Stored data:
--- START ---
//! Chain reader and writer ports.

use async_trait::async_trait;

use crate::domain::id::TargetId;
use crate::domain::outcome::TransactionResult;
use crate::domain::snapshot::{DelegationConfig, MarketStatus};
use crate::domain::target::RebalanceTarget;
use crate::error::ChainError;

/// Read-only queries against the delegation and market contracts.
///
/// Implementations apply the retry policy themselves; an `Err` returned here
/// is final for the current pass.
#[async_trait]
pub trait ChainReader: Send + Sync {
    /// Delegation settings for a user target.
    ///
    /// # Errors
    ///
    /// Returns a classified [`ChainError`] when the read fails.
    async fn get_delegation_config(&self, target_id: &TargetId)
        -> Result<DelegationConfig, ChainError>;

    /// Lifecycle and vault state for a market target.
    ///
    /// # Errors
    ///
    /// Returns a classified [`ChainError`] when the read fails.
    async fn get_market_status(&self, market_id: &TargetId) -> Result<MarketStatus, ChainError>;
}

/// Submits operator-authorized rebalance transactions.
///
/// The writer is the sole owner of the operator key. Implementations must
/// serialize nonce allocation internally so concurrent calls never collide.
#[async_trait]
pub trait ChainWriter: Send + Sync {
    /// Trigger a rebalance for one target and wait for confirmation.
    ///
    /// Reverts and confirmation timeouts are reported through
    /// [`TransactionResult`], not as errors.
    ///
    /// # Errors
    ///
    /// Returns a [`ChainError`] if nothing could be broadcast (transient
    /// retries exhausted, node error, malformed target).
    async fn rebalance(&self, target: &RebalanceTarget) -> Result<TransactionResult, ChainError>;
}
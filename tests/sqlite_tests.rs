//! SQLite registry and pass history, alone and under the scheduler.

use std::sync::Arc;
use std::time::Duration;

use chrono::{Duration as ChronoDuration, Utc};
use rust_decimal_macros::dec;
use tempfile::TempDir;

use rebalance_keeper::adapter::outbound::sqlite::{
    open, DbPool, SqlitePassRecorder, SqliteTargetRegistry,
};
use rebalance_keeper::application::rebalance::{RebalanceScheduler, SchedulerSettings};
use rebalance_keeper::domain::id::TargetId;
use rebalance_keeper::domain::outcome::TargetOutcome;
use rebalance_keeper::domain::pass::PassBuilder;
use rebalance_keeper::domain::target::{RebalanceTarget, TargetKind};
use rebalance_keeper::error::RegistryError;
use rebalance_keeper::port::{PassRecorder, TargetRegistry};
use rebalance_keeper::testkit::chain::{ScriptedReader, ScriptedWriter};
use rebalance_keeper::testkit::domain::{delegation, market_target, open_market, user_address, user_target};

fn temp_db() -> (TempDir, String) {
    let dir = tempfile::tempdir().expect("tempdir");
    let path = dir.path().join("keeper.db").to_string_lossy().into_owned();
    (dir, path)
}

fn pool(path: &str) -> DbPool {
    open(path).expect("open database")
}

#[tokio::test]
async fn targets_list_in_insertion_order() {
    let (_dir, path) = temp_db();
    let registry = SqliteTargetRegistry::new(pool(&path));

    registry.add(&user_target(2)).unwrap();
    registry.add(&market_target(9)).unwrap();
    registry.add(&user_target(1)).unwrap();

    let ids: Vec<String> = registry
        .list_eligible_targets()
        .await
        .unwrap()
        .into_iter()
        .map(|t| t.id.to_string())
        .collect();
    assert_eq!(ids, vec![user_address(2), "9".to_string(), user_address(1)]);
}

#[test]
fn duplicate_target_is_rejected() {
    let (_dir, path) = temp_db();
    let registry = SqliteTargetRegistry::new(pool(&path));

    registry.add(&user_target(1)).unwrap();
    assert!(matches!(
        registry.add(&user_target(1)),
        Err(RegistryError::AlreadyTracked(_))
    ));
}

#[test]
fn zero_padded_market_id_is_already_tracked() {
    let (_dir, path) = temp_db();
    let registry = SqliteTargetRegistry::new(pool(&path));

    registry
        .add(&RebalanceTarget::try_new("42", TargetKind::MarketVault).unwrap())
        .unwrap();
    assert!(matches!(
        registry.add(&RebalanceTarget::try_new("0042", TargetKind::MarketVault).unwrap()),
        Err(RegistryError::AlreadyTracked(_))
    ));
}

#[test]
fn enable_disable_and_remove() {
    let (_dir, path) = temp_db();
    let registry = SqliteTargetRegistry::new(pool(&path));
    let id = TargetId::from(user_address(1));

    registry.add(&user_target(1)).unwrap();
    registry.set_enabled(&id, false).unwrap();
    assert!(!registry.get(&id).unwrap().unwrap().enabled);

    registry.set_enabled(&id, true).unwrap();
    assert!(registry.get(&id).unwrap().unwrap().enabled);

    assert!(registry.remove(&id).unwrap());
    assert!(!registry.remove(&id).unwrap());
    assert!(registry.get(&id).unwrap().is_none());
    assert!(matches!(
        registry.set_enabled(&id, true),
        Err(RegistryError::NotFound(_))
    ));
}

#[test]
fn targets_survive_reopen() {
    let (_dir, path) = temp_db();
    {
        let registry = SqliteTargetRegistry::new(pool(&path));
        registry.add(&user_target(1).with_enabled(false)).unwrap();
    }

    let registry = SqliteTargetRegistry::new(pool(&path));
    let targets = registry.list().unwrap();
    assert_eq!(targets.len(), 1);
    assert!(!targets[0].enabled);
}

#[tokio::test]
async fn recent_history_is_newest_first_and_limited() {
    let (_dir, path) = temp_db();
    let recorder = SqlitePassRecorder::new(pool(&path));
    let base = Utc::now() - ChronoDuration::hours(1);

    let mut ids = Vec::new();
    for minute in 0..5 {
        let pass = PassBuilder::start_at(base + ChronoDuration::minutes(minute)).complete(Vec::new());
        ids.push(pass.id().clone());
        recorder.record(&pass).await.unwrap();
    }

    let recent = recorder.recent(3).await.unwrap();
    let recent_ids: Vec<_> = recent.iter().map(|p| p.id().clone()).collect();
    assert_eq!(recent_ids, vec![ids[4].clone(), ids[3].clone(), ids[2].clone()]);
}

#[tokio::test]
async fn scheduler_runs_against_sqlite_registry_and_history() {
    let (_dir, path) = temp_db();
    let db = pool(&path);
    let registry = Arc::new(SqliteTargetRegistry::new(db.clone()));
    let recorder = Arc::new(SqlitePassRecorder::new(db));

    registry.add(&user_target(1)).unwrap();
    registry.add(&user_target(2).with_enabled(false)).unwrap();
    registry.add(&market_target(3)).unwrap();

    let reader = ScriptedReader::new()
        .with_delegation(user_address(1), delegation(dec!(10)))
        .with_market("3", open_market(dec!(10)));
    let scheduler = RebalanceScheduler::new(
        registry.clone(),
        Arc::new(reader),
        Arc::new(ScriptedWriter::new()),
        SchedulerSettings {
            interval: Duration::from_secs(60),
            concurrency: 2,
            run_on_start: true,
        },
    )
    .with_recorder(recorder.clone());

    let pass = scheduler.run_pass().await;
    assert_eq!(pass.outcomes().len(), 3);

    let user = registry.get(&TargetId::from(user_address(1))).unwrap().unwrap();
    assert!(user.last_rebalanced_at.is_some());
    let skipped = registry.get(&TargetId::from(user_address(2))).unwrap().unwrap();
    assert!(skipped.last_rebalanced_at.is_none());

    let history = recorder.recent(1).await.unwrap();
    assert_eq!(history.len(), 1);
    assert_eq!(history[0].id(), pass.id());
    assert_eq!(history[0].outcomes(), pass.outcomes());
    assert!(matches!(
        history[0].outcome_for("3").map(|r| &r.outcome),
        Some(TargetOutcome::Succeeded { .. })
    ));
}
--- END ---
A faithful, word-for-word copy of the data is the expected answer.

◆ THE COMPLETED TASK:
//! Chain reader and writer ports.

use async_trait::async_trait;

use crate::domain::id::TargetId;
use crate::domain::outcome::TransactionResult;
use crate::domain::snapshot::{DelegationConfig, MarketStatus};
use crate::domain::target::RebalanceTarget;
use crate::error::ChainError;

/// Read-only queries against the delegation and market contracts.
///
/// Implementations apply the retry policy themselves; an `Err` returned here
/// is final for the current pass.
#[async_trait]
pub trait ChainReader: Send + Sync {
    /// Delegation settings for a user target.
    ///
    /// # Errors
    ///
    /// Returns a classified [`ChainError`] when the read fails.
    async fn get_delegation_config(&self, target_id: &TargetId)
        -> Result<DelegationConfig, ChainError>;

    /// Lifecycle and vault state for a market target.
    ///
    /// # Errors
    ///
    /// Returns a classified [`ChainError`] when the read fails.
    async fn get_market_status(&self, market_id: &TargetId) -> Result<MarketStatus, ChainError>;
}

/// Submits operator-authorized rebalance transactions.
///
/// The writer is the sole owner of the operator key. Implementations must
/// serialize nonce allocation internally so concurrent calls never collide.
#[async_trait]
pub trait ChainWriter: Send + Sync {
    /// Trigger a rebalance for one target and wait for confirmation.
    ///
    /// Reverts and confirmation timeouts are reported through
    /// [`TransactionResult`], not as errors.
    ///
    /// # Errors
    ///
    /// Returns a [`ChainError`] if nothing could be broadcast (transient
    /// retries exhausted, node error, malformed target).
    async fn rebalance(&self, target: &RebalanceTarget) -> Result<TransactionResult, ChainError>;
}
filename tests/sqlite_tests.rs
//! SQLite registry and pass history, alone and under the scheduler.

use std::sync::Arc;
use std::time::Duration;

use chrono::{Duration as ChronoDuration, Utc};
use rust_decimal_macros::dec;
use tempfile::TempDir;

use rebalance_keeper::adapter::outbound::sqlite::{
    open, DbPool, SqlitePassRecorder, SqliteTargetRegistry,
};
use rebalance_keeper::application::rebalance::{RebalanceScheduler, SchedulerSettings};
use rebalance_keeper::domain::id::TargetId;
use rebalance_keeper::domain::outcome::TargetOutcome;
use rebalance_keeper::domain::pass::PassBuilder;
use rebalance_keeper::domain::target::{RebalanceTarget, TargetKind};
use rebalance_keeper::error::RegistryError;
use rebalance_keeper::port::{PassRecorder, TargetRegistry};
use rebalance_keeper::testkit::chain::{ScriptedReader, ScriptedWriter};
use rebalance_keeper::testkit::domain::{delegation, market_target, open_market, user_address, user_target};

fn temp_db() -> (TempDir, String) {
    let dir = tempfile::tempdir().expect("tempdir");
    let path = dir.path().join("keeper.db").to_string_lossy().into_owned();
    (dir, path)
}

fn pool(path: &str) -> DbPool {
    open(path).expect("open database")
}

#[tokio::test]
async fn targets_list_in_insertion_order() {
    let (_dir, path) = temp_db();
    let registry = SqliteTargetRegistry::new(pool(&path));

    registry.add(&user_target(2)).unwrap();
    registry.add(&market_target(9)).unwrap();
    registry.add(&user_target(1)).unwrap();

    let ids: Vec<String> = registry
        .list_eligible_targets()
        .await
        .unwrap()
        .into_iter()
        .map(|t| t.id.to_string())
        .collect();
    assert_eq!(ids, vec![user_address(2), "9".to_string(), user_address(1)]);
}

#[test]
fn duplicate_target_is_rejected() {
    let (_dir, path) = temp_db();
    let registry = SqliteTargetRegistry::new(pool(&path));

    registry.add(&user_target(1)).unwrap();
    assert!(matches!(
        registry.add(&user_target(1)),
        Err(RegistryError::AlreadyTracked(_))
    ));
}

#[test]
fn zero_padded_market_id_is_already_tracked() {
    let (_dir, path) = temp_db();
    let registry = SqliteTargetRegistry::new(pool(&path));

    registry
        .add(&RebalanceTarget::try_new("42", TargetKind::MarketVault).unwrap())
        .unwrap();
    assert!(matches!(
        registry.add(&RebalanceTarget::try_new("0042", TargetKind::MarketVault).unwrap()),
        Err(RegistryError::AlreadyTracked(_))
    ));
}

#[test]
fn enable_disable_and_remove() {
    let (_dir, path) = temp_db();
    let registry = SqliteTargetRegistry::new(pool(&path));
    let id = TargetId::from(user_address(1));

    registry.add(&user_target(1)).unwrap();
    registry.set_enabled(&id, false).unwrap();
    assert!(!registry.get(&id).unwrap().unwrap().enabled);

    registry.set_enabled(&id, true).unwrap();
    assert!(registry.get(&id).unwrap().unwrap().enabled);

    assert!(registry.remove(&id).unwrap());
    assert!(!registry.remove(&id).unwrap());
    assert!(registry.get(&id).unwrap().is_none());
    assert!(matches!(
        registry.set_enabled(&id, true),
        Err(RegistryError::NotFound(_))
    ));
}

#[test]
fn targets_survive_reopen() {
    let (_dir, path) = temp_db();
    {
        let registry = SqliteTargetRegistry::new(pool(&path));
        registry.add(&user_target(1).with_enabled(false)).unwrap();
    }

    let registry = SqliteTargetRegistry::new(pool(&path));
    let targets = registry.list().unwrap();
    assert_eq!(targets.len(), 1);
    assert!(!targets[0].enabled);
}

#[tokio::test]
async fn recent_history_is_newest_first_and_limited() {
    let (_dir, path) = temp_db();
    let recorder = SqlitePassRecorder::new(pool(&path));
    let base = Utc::now() - ChronoDuration::hours(1);

    let mut ids = Vec::new();
    for minute in 0..5 {
        let pass = PassBuilder::start_at(base + ChronoDuration::minutes(minute)).complete(Vec::new());
        ids.push(pass.id().clone());
        recorder.record(&pass).await.unwrap();
    }

    let recent = recorder.recent(3).await.unwrap();
    let recent_ids: Vec<_> = recent.iter().map(|p| p.id().clone()).collect();
    assert_eq!(recent_ids, vec![ids[4].clone(), ids[3].clone(), ids[2].clone()]);
}

#[tokio::test]
async fn scheduler_runs_against_sqlite_registry_and_history() {
    let (_dir, path) = temp_db();
    let db = pool(&path);
    let registry = Arc::new(SqliteTargetRegistry::new(db.clone()));
    let recorder = Arc::new(SqlitePassRecorder::new(db));

    registry.add(&user_target(1)).unwrap();
    registry.add(&user_target(2).with_enabled(false)).unwrap();
    registry.add(&market_target(3)).unwrap();

    let reader = ScriptedReader::new()
        .with_delegation(user_address(1), delegation(dec!(10)))
        .with_market("3", open_market(dec!(10)));
    let scheduler = RebalanceScheduler::new(
        registry.clone(),
        Arc::new(reader),
        Arc::new(ScriptedWriter::new()),
        SchedulerSettings {
            interval: Duration::from_secs(60),
            concurrency: 2,
            run_on_start: true,
        },
    )
    .with_recorder(recorder.clone());

    let pass = scheduler.run_pass().await;
    assert_eq!(pass.outcomes().len(), 3);

    let user = registry.get(&TargetId::from(user_address(1))).unwrap().unwrap();
    assert!(user.last_rebalanced_at.is_some());
    let skipped = registry.get(&TargetId::from(user_address(2))).unwrap().unwrap();
    assert!(skipped.last_rebalanced_at.is_none());

    let history = recorder.recent(1).await.unwrap();
    assert_eq!(history.len(), 1);
    assert_eq!(history[0].id(), pass.id());
    assert_eq!(history[0].outcomes(), pass.outcomes());
    assert!(matches!(
        history[0].outcome_for("3").map(|r| &r.outcome),
        Some(TargetOutcome::Succeeded { .. })
    ));
}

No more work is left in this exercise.